Problem statement ::
Look below for the line holding "let trimmed = v.trim();" and the line holding "Nearby results only.". Transcribe exactly those lines and all lines between them, nothing more.

[Collected data]
________________________
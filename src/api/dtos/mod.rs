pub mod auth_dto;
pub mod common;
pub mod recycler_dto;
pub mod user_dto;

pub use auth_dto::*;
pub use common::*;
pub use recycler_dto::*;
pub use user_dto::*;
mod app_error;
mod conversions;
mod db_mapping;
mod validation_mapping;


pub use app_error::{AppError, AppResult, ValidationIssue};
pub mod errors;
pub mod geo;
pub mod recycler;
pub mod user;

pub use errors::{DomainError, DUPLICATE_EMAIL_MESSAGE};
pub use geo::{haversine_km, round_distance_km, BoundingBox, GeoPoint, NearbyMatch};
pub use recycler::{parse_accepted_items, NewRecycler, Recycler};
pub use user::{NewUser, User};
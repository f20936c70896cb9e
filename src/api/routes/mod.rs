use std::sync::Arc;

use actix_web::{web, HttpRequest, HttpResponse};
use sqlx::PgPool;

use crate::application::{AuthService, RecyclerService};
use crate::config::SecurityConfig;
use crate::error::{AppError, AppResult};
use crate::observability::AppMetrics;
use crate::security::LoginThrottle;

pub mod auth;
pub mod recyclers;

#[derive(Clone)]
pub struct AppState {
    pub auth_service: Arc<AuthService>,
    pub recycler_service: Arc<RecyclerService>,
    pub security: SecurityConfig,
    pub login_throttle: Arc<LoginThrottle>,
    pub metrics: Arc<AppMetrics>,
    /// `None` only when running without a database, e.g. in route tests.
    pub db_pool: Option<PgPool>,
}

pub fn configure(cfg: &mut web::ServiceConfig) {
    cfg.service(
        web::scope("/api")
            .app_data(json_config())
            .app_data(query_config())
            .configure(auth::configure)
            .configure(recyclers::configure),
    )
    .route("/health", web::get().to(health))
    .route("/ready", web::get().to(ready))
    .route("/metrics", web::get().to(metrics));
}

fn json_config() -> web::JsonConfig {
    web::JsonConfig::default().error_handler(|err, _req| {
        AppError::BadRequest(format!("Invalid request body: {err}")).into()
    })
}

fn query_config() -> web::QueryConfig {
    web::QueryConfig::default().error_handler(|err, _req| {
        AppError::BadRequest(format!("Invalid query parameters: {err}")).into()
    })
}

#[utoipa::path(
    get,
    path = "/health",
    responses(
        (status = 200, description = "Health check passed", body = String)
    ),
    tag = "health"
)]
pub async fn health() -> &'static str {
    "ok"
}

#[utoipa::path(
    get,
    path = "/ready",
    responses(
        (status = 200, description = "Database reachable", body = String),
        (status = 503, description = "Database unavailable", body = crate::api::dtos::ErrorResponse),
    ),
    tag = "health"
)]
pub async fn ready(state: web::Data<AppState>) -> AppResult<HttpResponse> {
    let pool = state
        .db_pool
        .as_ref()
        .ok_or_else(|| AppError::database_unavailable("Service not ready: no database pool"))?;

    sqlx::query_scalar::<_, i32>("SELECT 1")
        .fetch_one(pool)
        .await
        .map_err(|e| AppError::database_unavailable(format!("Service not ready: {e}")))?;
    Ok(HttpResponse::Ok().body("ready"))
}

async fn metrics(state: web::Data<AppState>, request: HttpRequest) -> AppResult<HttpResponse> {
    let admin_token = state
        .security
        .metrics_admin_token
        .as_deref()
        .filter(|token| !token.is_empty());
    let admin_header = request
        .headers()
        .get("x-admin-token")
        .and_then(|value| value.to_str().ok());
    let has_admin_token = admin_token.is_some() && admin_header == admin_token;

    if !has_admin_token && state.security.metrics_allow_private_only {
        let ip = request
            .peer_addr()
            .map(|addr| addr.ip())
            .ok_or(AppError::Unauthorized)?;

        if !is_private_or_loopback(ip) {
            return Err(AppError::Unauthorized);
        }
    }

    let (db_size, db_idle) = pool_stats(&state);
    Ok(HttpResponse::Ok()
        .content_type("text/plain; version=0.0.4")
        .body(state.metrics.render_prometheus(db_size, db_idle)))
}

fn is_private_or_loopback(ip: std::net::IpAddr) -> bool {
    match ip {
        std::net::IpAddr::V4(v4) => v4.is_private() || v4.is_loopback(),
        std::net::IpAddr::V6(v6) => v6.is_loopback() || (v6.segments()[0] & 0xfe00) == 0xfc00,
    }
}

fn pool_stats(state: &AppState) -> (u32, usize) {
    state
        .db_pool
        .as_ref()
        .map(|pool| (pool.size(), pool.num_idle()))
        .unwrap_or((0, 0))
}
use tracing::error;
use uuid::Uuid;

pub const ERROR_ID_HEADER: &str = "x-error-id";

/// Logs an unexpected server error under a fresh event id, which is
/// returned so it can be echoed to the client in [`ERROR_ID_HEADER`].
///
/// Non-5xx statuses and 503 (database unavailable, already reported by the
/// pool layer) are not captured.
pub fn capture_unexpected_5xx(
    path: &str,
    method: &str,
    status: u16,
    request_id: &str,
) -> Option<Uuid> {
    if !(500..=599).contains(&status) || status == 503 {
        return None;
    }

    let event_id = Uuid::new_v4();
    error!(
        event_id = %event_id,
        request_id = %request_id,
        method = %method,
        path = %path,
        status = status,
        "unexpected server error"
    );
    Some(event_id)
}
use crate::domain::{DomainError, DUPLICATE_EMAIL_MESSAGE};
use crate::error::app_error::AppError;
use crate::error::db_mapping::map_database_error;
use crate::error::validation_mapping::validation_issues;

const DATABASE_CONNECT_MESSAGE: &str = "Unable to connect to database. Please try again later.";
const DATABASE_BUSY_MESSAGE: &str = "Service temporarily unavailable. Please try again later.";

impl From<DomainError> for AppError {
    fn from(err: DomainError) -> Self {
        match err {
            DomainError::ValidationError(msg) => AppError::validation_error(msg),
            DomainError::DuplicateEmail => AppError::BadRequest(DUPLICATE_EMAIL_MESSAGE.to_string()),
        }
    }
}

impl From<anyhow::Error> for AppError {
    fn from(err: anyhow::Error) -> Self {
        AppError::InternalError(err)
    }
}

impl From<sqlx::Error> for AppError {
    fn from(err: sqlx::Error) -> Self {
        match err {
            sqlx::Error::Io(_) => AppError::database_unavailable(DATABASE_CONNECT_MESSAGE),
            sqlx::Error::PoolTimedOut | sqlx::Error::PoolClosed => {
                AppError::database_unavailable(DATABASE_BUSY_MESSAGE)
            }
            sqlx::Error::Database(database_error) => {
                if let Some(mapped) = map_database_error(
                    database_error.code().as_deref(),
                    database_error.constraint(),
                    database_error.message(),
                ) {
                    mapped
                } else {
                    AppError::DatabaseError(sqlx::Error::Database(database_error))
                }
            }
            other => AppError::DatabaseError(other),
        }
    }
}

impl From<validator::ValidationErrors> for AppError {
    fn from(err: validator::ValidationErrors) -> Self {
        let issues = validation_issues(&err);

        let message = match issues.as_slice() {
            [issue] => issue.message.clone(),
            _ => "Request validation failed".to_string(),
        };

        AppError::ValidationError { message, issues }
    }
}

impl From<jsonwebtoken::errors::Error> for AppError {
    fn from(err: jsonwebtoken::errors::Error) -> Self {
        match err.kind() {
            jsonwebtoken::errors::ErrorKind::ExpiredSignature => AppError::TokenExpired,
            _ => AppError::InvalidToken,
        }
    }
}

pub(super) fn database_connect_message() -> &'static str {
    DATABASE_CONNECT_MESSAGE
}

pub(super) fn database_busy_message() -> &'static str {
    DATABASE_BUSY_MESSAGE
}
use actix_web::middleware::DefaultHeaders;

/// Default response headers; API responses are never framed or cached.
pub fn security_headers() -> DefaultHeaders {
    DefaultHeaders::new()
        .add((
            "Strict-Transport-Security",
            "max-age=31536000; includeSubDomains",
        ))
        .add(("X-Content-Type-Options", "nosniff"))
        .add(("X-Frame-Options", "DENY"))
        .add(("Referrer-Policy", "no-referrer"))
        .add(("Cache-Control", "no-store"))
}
________________________
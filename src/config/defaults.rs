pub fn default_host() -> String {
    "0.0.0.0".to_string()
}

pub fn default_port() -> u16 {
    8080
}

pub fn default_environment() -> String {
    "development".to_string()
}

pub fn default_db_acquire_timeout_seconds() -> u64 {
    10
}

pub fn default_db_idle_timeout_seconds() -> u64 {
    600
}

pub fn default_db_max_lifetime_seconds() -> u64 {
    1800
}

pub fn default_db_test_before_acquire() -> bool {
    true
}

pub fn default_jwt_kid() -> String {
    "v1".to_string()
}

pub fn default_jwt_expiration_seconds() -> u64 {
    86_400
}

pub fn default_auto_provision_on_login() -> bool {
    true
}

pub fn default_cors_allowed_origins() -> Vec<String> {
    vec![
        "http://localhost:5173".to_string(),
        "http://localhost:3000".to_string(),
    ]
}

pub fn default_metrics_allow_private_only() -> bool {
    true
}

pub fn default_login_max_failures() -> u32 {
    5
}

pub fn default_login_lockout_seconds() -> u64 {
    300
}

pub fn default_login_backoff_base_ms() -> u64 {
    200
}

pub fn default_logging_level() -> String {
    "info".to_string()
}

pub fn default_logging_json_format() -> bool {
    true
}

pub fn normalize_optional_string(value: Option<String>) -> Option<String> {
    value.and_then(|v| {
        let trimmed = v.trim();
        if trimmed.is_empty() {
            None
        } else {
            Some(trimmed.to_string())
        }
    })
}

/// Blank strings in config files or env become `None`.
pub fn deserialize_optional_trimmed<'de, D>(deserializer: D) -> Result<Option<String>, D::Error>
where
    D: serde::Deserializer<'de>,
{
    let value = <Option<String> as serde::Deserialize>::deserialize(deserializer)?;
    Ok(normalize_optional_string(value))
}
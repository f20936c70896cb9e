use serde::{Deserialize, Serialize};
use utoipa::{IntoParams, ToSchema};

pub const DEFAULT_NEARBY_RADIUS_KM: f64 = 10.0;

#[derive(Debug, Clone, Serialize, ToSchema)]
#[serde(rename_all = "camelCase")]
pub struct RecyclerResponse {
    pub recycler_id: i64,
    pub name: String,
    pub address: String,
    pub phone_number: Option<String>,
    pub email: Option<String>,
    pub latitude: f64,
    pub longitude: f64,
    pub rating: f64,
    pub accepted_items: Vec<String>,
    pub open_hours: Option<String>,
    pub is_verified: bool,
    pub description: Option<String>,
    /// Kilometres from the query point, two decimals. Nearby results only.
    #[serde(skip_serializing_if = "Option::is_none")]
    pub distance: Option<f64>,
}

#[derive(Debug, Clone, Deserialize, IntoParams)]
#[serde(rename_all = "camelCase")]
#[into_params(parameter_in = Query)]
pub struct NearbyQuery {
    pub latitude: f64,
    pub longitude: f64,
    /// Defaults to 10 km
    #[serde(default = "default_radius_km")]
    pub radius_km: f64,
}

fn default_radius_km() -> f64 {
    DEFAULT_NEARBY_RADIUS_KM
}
________________________
Completed task ::
        let trimmed = v.trim();
        if trimmed.is_empty() {
            None
        } else {
            Some(trimmed.to_string())
        }
    })
}

/// Blank strings in config files or env become `None`.
pub fn deserialize_optional_trimmed<'de, D>(deserializer: D) -> Result<Option<String>, D::Error>
where
    D: serde::Deserializer<'de>,
{
    let value = <Option<String> as serde::Deserialize>::deserialize(deserializer)?;
    Ok(normalize_optional_string(value))
}
repository f20936c70896cb9e
use serde::{Deserialize, Serialize};
use utoipa::{IntoParams, ToSchema};

pub const DEFAULT_NEARBY_RADIUS_KM: f64 = 10.0;

#[derive(Debug, Clone, Serialize, ToSchema)]
#[serde(rename_all = "camelCase")]
pub struct RecyclerResponse {
    pub recycler_id: i64,
    pub name: String,
    pub address: String,
    pub phone_number: Option<String>,
    pub email: Option<String>,
    pub latitude: f64,
    pub longitude: f64,
    pub rating: f64,
    pub accepted_items: Vec<String>,
    pub open_hours: Option<String>,
    pub is_verified: bool,
    pub description: Option<String>,
    /// Kilometres from the query point, two decimals. Nearby results only.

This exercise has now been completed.